As will be the fate of most IT tools, Boloker envisions a future in which IBM could deliver BigSheets as a cloud service via a web interface. The most obvious use case would be customers using it to mine web data or their own data sets, but Boloker thinks customers also could use BigSheets to leverage data that IBM has collected for its own internal uses over the years.
For example, Big Blue recently used BigSheets to analyze all the patents issued over the past 10 years to find out which were the most cited and which were of the highest value. A customer performing due diligence before an acquisition might want to query IBM’s reduced patent data to determine what high-value patents its target owns and who is citing them. As with on-premise implementations, though, customers accessing BigSheets via the cloud need not have any idea that Hadoop or the other components are handling the legwork of their queries.

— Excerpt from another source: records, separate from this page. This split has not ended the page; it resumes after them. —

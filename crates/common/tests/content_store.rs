//! Integration tests for uploading to and resolving from the content store

mod common;

use bytes::Bytes;
use futures::stream;

use ::common::content::{content_uid, ContentError, Uid, NAME_FILE};

#[tokio::test]
async fn test_write_and_resolve() {
    let (store, _temp) = common::setup_store().await;

    let record = store.write_bytes("a.txt", "helloworld").await.unwrap();
    assert_eq!(record.uid, content_uid(b"helloworld"));
    assert_eq!(record.uid.to_string().len(), 16);
    assert_eq!(record.original_name, "a.txt");
    assert_eq!(record.size_bytes, 10);

    let dir = store.content_dir(record.uid);
    assert_eq!(common::entries(&dir), vec![NAME_FILE.to_string(), "a.txt".to_string()]);
    assert_eq!(std::fs::read(dir.join(NAME_FILE)).unwrap(), b"a.txt");

    let path = store.resolve(record.uid).await.unwrap();
    assert_eq!(path, dir.join("a.txt"));
    assert_eq!(std::fs::read(&path).unwrap(), b"helloworld");
    assert!(common::staging_is_empty(&store));
}

#[tokio::test]
async fn test_chunked_stream_hashes_whole_content() {
    let (store, _temp) = common::setup_store().await;

    let chunks: Vec<Result<Bytes, std::io::Error>> = vec![
        Ok(Bytes::from_static(b"hello")),
        Ok(Bytes::new()),
        Ok(Bytes::from_static(b"world")),
    ];
    let record = store.write("b.bin", stream::iter(chunks)).await.unwrap();
    assert_eq!(record.uid, content_uid(b"helloworld"));
    assert_eq!(record.size_bytes, 10);
}

#[tokio::test]
async fn test_identical_content_is_stored_once() {
    let (store, _temp) = common::setup_store().await;

    let first = store.write_bytes("first.txt", "same bytes").await.unwrap();
    let second = store.write_bytes("second.txt", "same bytes").await.unwrap();
    assert_eq!(first.uid, second.uid);
    assert_eq!(second.original_name, "second.txt");

    assert_eq!(common::entries(store.root()), vec![first.uid.to_string()]);
    // the first upload's copy wins
    let dir = store.content_dir(first.uid);
    assert_eq!(common::entries(&dir), vec![NAME_FILE.to_string(), "first.txt".to_string()]);
    assert!(common::staging_is_empty(&store));
}

#[tokio::test]
async fn test_client_path_is_reduced_to_basename() {
    let (store, _temp) = common::setup_store().await;

    let record = store
        .write_bytes("some/client/dir/report.pdf", "pdf")
        .await
        .unwrap();
    assert_eq!(record.original_name, "some/client/dir/report.pdf");

    let path = store.resolve(record.uid).await.unwrap();
    assert_eq!(path, store.content_dir(record.uid).join("report.pdf"));
}

#[tokio::test]
async fn test_traversal_names_are_rejected_before_writing() {
    let (store, temp) = common::setup_store().await;

    for name in ["../escape.txt", "../../etc/passwd", "a/../../b", "..\\evil"] {
        let err = store.write_bytes(name, "payload").await.unwrap_err();
        assert!(matches!(err, ContentError::PathEscape(_)), "{name:?}: {err}");
    }

    assert!(common::entries(store.root()).is_empty());
    assert!(common::staging_is_empty(&store));
    assert_eq!(common::entries(temp.path()), vec!["uploads".to_string()]);
}

#[tokio::test]
async fn test_failed_stream_leaves_nothing_behind() {
    let (store, _temp) = common::setup_store().await;

    let chunks: Vec<Result<Bytes, std::io::Error>> = vec![
        Ok(Bytes::from_static(b"partial")),
        Err(std::io::Error::new(std::io::ErrorKind::UnexpectedEof, "client went away")),
    ];
    let err = store.write("c.txt", stream::iter(chunks)).await.unwrap_err();
    assert!(matches!(err, ContentError::Stream(_)));
    assert!(err.is_client_error());

    assert!(common::entries(store.root()).is_empty());
    assert!(common::staging_is_empty(&store));
}

#[tokio::test]
async fn test_resolve_unknown_uid() {
    let (store, _temp) = common::setup_store().await;
    let uid = Uid::from(0xdead_beef);
    assert!(matches!(store.resolve(uid).await, Err(ContentError::NotFound(u)) if u == uid));
}

#[tokio::test]
async fn test_resolve_without_sidecar_is_not_found() {
    let (store, _temp) = common::setup_store().await;

    // an interrupted upload: payload in place, sidecar never written
    let uid = content_uid(b"orphan");
    let dir = store.content_dir(uid);
    std::fs::create_dir_all(&dir).unwrap();
    std::fs::write(dir.join("orphan.txt"), b"orphan").unwrap();

    assert!(matches!(store.resolve(uid).await, Err(ContentError::NotFound(_))));
}

#[tokio::test]
async fn test_resolve_rejects_tampered_sidecar() {
    let (store, _temp) = common::setup_store().await;

    let record = store.write_bytes("a.txt", "content").await.unwrap();
    let dir = store.content_dir(record.uid);
    std::fs::write(dir.join(NAME_FILE), b"../../outside.txt").unwrap();

    assert!(matches!(
        store.resolve(record.uid).await,
        Err(ContentError::PathEscape(_))
    ));
}

#[cfg(unix)]
#[tokio::test]
async fn test_resolve_rejects_symlink_out_of_root() {
    let (store, temp) = common::setup_store().await;

    let outside = temp.path().join("secret.txt");
    std::fs::write(&outside, b"secret").unwrap();

    let uid = content_uid(b"planted");
    let dir = store.content_dir(uid);
    std::fs::create_dir_all(&dir).unwrap();
    std::os::unix::fs::symlink(&outside, dir.join("link.txt")).unwrap();
    std::fs::write(dir.join(NAME_FILE), b"link.txt").unwrap();

    assert!(matches!(store.resolve(uid).await, Err(ContentError::PathEscape(_))));
}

Jonas’s vision is both fascinating and a little disturbing. He sees geospatial data leading the charge toward optimal consumer experiences, such as perfectly timed mobile ads and personalized traffic optimization. Our cellular providers already have the data to determine where we are and where we have been, he explains, and with the right analytics they could figure out where we’re headed and send traffic tips based on current road conditions.
Advertisements and deal offers could reach us at ideal times, like when our contracts are expiring and we’re heading toward a competitor’s store. Jonas acknowledges the privacy concerns inherent in such a service, but he believes people will line up for it. Taking it a step further, he predicts that a surveillance society is inevitable — and that we will love it because people are eager to optimize their lives.
“It’s seemingly irresistible to us,” he says.